Tuesday, 3 May 2011

on The Path of Tea

In the South (of the United States), the natives drink a very aptly titled concoction called Sweet Tea. It's iced tea mixed with as much sugar as it can possibly take. Actually, there's normally more sugar than can actually be dissolved in the tea. You get to the bottom of a glass of Sweet Tea, and there's a syrupy sludge that is surely a dentist's nightmare.

I had few illusions that I'd find anything promising when I did a search for tea shops/tea rooms in Houston, Texas. It seemed like an exercise in futility.

Boy, was I wrong.

Almost immediately, I stumbled across The Path of Tea. I knew I had to visit this one. The site is beautiful and informative, but the shop itself is an experience.

The webpage introduces you to Thia McKann and says that she's the only Certified Tea Master in the State of Texas. That Texas needed more than one tea master, I would've sarcastically questioned before seeing this site. It was clear I'd need to keep my snarky comments to myself. I resolved that I definitely needed to see this shop.

The thing I liked most when I arrived was that there was absolutely no tea snobbery. There was an incredibly friendly woman that ushered us deeper into the shop and quickly put us at ease in a way that seems oddly second nature to people from this part of the world. She explained to my mother in very understandable detail what health benefit each type of tea offered.

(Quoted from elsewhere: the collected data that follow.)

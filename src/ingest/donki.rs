/// NASA DONKI event API client.
///
/// DONKI (Database Of Notifications, Knowledge, Information) catalogs solar
/// events: flares, CMEs, geomagnetic storms, energetic particle events,
/// high-speed streams, radiation belt enhancements, and notifications. All
/// endpoints take a date range and an `api_key` query parameter; the shared
/// `DEMO_KEY` placeholder works with tight rate limits, and rate-limit
/// rejections simply surface as `ProviderUnavailable`.
///
/// API documentation: https://api.nasa.gov/
use chrono::{Duration, Utc};
use futures::future::join_all;
use reqwest::Client;
use serde::Deserialize;
use tracing::warn;

use crate::model::{DonkiEvent, FetchError, RecentEvents};

/// Days of history requested per refresh cycle.
const LOOKBACK_DAYS: i64 = 7;

/// One DONKI event category and its endpoint path segment.
#[derive(Debug, Clone, Copy, PartialEq, Eq)]
pub enum EventKind {
    SolarFlare,
    Cme,
    GeomagneticStorm,
    EnergeticParticle,
    HighSpeedStream,
    RadiationBeltEnhancement,
    Notification,
}

impl EventKind {
    pub fn path(self) -> &'static str {
        match self {
            EventKind::SolarFlare => "/FLR",
            EventKind::Cme => "/CME",
            EventKind::GeomagneticStorm => "/GST",
            EventKind::EnergeticParticle => "/SEP",
            EventKind::HighSpeedStream => "/HSS",
            EventKind::RadiationBeltEnhancement => "/RBE",
            EventKind::Notification => "/notifications",
        }
    }
}

/// Raw DONKI event. Each category names its identifier and time fields
/// differently (`flrID`/`beginTime`, `activityID`/`startTime`, ...); the
/// aliases fold them into one shape.
#[derive(Debug, Clone, Deserialize)]
pub struct RawEvent {
    #[serde(
        default,
        alias = "flrID",
        alias = "activityID",
        alias = "gstID",
        alias = "sepID",
        alias = "hssID",
        alias = "rbeID",
        alias = "messageID"
    )]
    pub event_id: Option<String>,
    #[serde(
        default,
        alias = "beginTime",
        alias = "startTime",
        alias = "eventTime",
        alias = "messageIssueTime"
    )]
    pub start_time: Option<String>,
    #[serde(default, alias = "classType", alias = "messageType")]
    pub class_type: Option<String>,
}

/// Fetches one event category over an explicit date range (YYYY-MM-DD).
pub async fn fetch_events(
    client: &Client,
    base_url: &str,
    kind: EventKind,
    api_key: &str,
    start_date: &str,
    end_date: &str,
) -> Result<Vec<DonkiEvent>, FetchError> {
    let url = format!(
        "{}{}?startDate={}&endDate={}&api_key={}",
        base_url,
        kind.path(),
        start_date,
        end_date,
        api_key
    );
    let response = client.get(&url).send().await?;
    if !response.status().is_success() {
        return Err(FetchError::ProviderUnavailable(format!(
            "DONKI {:?}: HTTP {}",
            kind,
            response.status()
        )));
    }
    let raw: Vec<RawEvent> = response
        .json()
        .await
        .map_err(|e| FetchError::MalformedPayload(format!("DONKI {:?}: {}", kind, e)))?;
    Ok(raw.into_iter().map(normalize_event).collect())
}

/// Maps a raw DONKI record into the canonical event shape. Records with no
/// recognizable identifier keep an empty id rather than being dropped; the
/// category counts still matter for the display.
pub fn normalize_event(raw: RawEvent) -> DonkiEvent {
    DonkiEvent {
        event_id: raw.event_id.unwrap_or_default(),
        start_time: raw.start_time,
        class_type: raw.class_type,
    }
}

/// Fetches all seven event categories concurrently over the trailing 7-day
/// window. Every category settles independently: a failed call degrades that
/// one list to empty and never disturbs its siblings.
pub async fn fetch_recent_events(client: &Client, base_url: &str, api_key: &str) -> RecentEvents {
    let end = Utc::now();
    let start = end - Duration::days(LOOKBACK_DAYS);
    let start_date = start.format("%Y-%m-%d").to_string();
    let end_date = end.format("%Y-%m-%d").to_string();

    let kinds = [
        EventKind::SolarFlare,
        EventKind::Cme,
        EventKind::GeomagneticStorm,
        EventKind::EnergeticParticle,
        EventKind::HighSpeedStream,
        EventKind::RadiationBeltEnhancement,
        EventKind::Notification,
    ];

    let results = join_all(kinds.iter().map(|&kind| {
        let (start_date, end_date) = (start_date.clone(), end_date.clone());
        async move {
            match fetch_events(client, base_url, kind, api_key, &start_date, &end_date).await {
                Ok(events) => events,
                Err(e) => {
                    warn!(source = "DONKI", kind = ?kind, error = %e, "event fetch failed, using empty list");
                    Vec::new()
                }
            }
        }
    }))
    .await;

    let mut iter = results.into_iter();
    RecentEvents {
        solar_flares: iter.next().unwrap_or_default(),
        cmes: iter.next().unwrap_or_default(),
        geomagnetic_storms: iter.next().unwrap_or_default(),
        energetic_particles: iter.next().unwrap_or_default(),
        high_speed_streams: iter.next().unwrap_or_default(),
        radiation_belt_enhancements: iter.next().unwrap_or_default(),
        notifications: iter.next().unwrap_or_default(),
    }
}

#[cfg(test)]
mod tests {
    use super::*;

    #[test]
    fn test_event_kind_paths() {
        assert_eq!(EventKind::SolarFlare.path(), "/FLR");
        assert_eq!(EventKind::Cme.path(), "/CME");
        assert_eq!(EventKind::GeomagneticStorm.path(), "/GST");
        assert_eq!(EventKind::Notification.path(), "/notifications");
    }

    #[test]
    fn test_raw_event_decodes_flare_shape() {
        let raw: RawEvent = serde_json::from_str(
            r#"{"flrID": "2026-08-29T12:00:00-FLR-001", "beginTime": "2026-08-29T12:00Z", "classType": "M1.4"}"#,
        )
        .expect("flare shape should decode");
        let event = normalize_event(raw);
        assert_eq!(event.event_id, "2026-08-29T12:00:00-FLR-001");
        assert_eq!(event.class_type.as_deref(), Some("M1.4"));
    }

    #[test]
    fn test_raw_event_decodes_cme_shape() {
        let raw: RawEvent = serde_json::from_str(
            r#"{"activityID": "2026-08-28T03:12:00-CME-001", "startTime": "2026-08-28T03:12Z"}"#,
        )
        .expect("cme shape should decode");
        let event = normalize_event(raw);
        assert_eq!(event.event_id, "2026-08-28T03:12:00-CME-001");
        assert!(event.class_type.is_none());
    }

    #[test]
    fn test_raw_event_tolerates_unrecognized_shape() {
        let raw: RawEvent =
            serde_json::from_str(r#"{"something": "else"}"#).expect("unknown shape should decode");
        let event = normalize_event(raw);
        assert!(event.event_id.is_empty());
        assert!(event.start_time.is_none());
    }
}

We hadn't even met the owner/tea master, but we were already in good hands.

I've often felt uncomfortable making claims of tea's health benefits, but I like the very concise list that's offered on the website here.

There was quite a nice selection of teapots and teacups, and it was instantly evident that this place was not willing to sell a bit of Kitsch, while sneaking in the good stuff. The owner laughed when she recounted how people told her a shop that focused exclusively on tea would never be successful here. She'd insisted on a shop that focused on quality tea and just tea, and the result speaks for itself.

The best part was the selection of tea that was on offer. There was a display case with little cannisters of loose-leaf tea. Unlike so many places where the tea is jealously guarded behind a counter, this case was out in the middle of the shop where the customer was encouraged to open and look at and sniff at each sample of leaves. Like I said, the whole thing seemed to discourage any sort of tea snobbery.

They'd received a shipment of various Chinese green tea, and the staff was happily pouring cup after cup not only amongst themselves but also with the customers milling around. Our conversation veered wildly away from tea issues and we found ourselves in a lively chat about anything and everything. Exactly the way it should be.

If anyone asks you, there is tea drinking in Texas.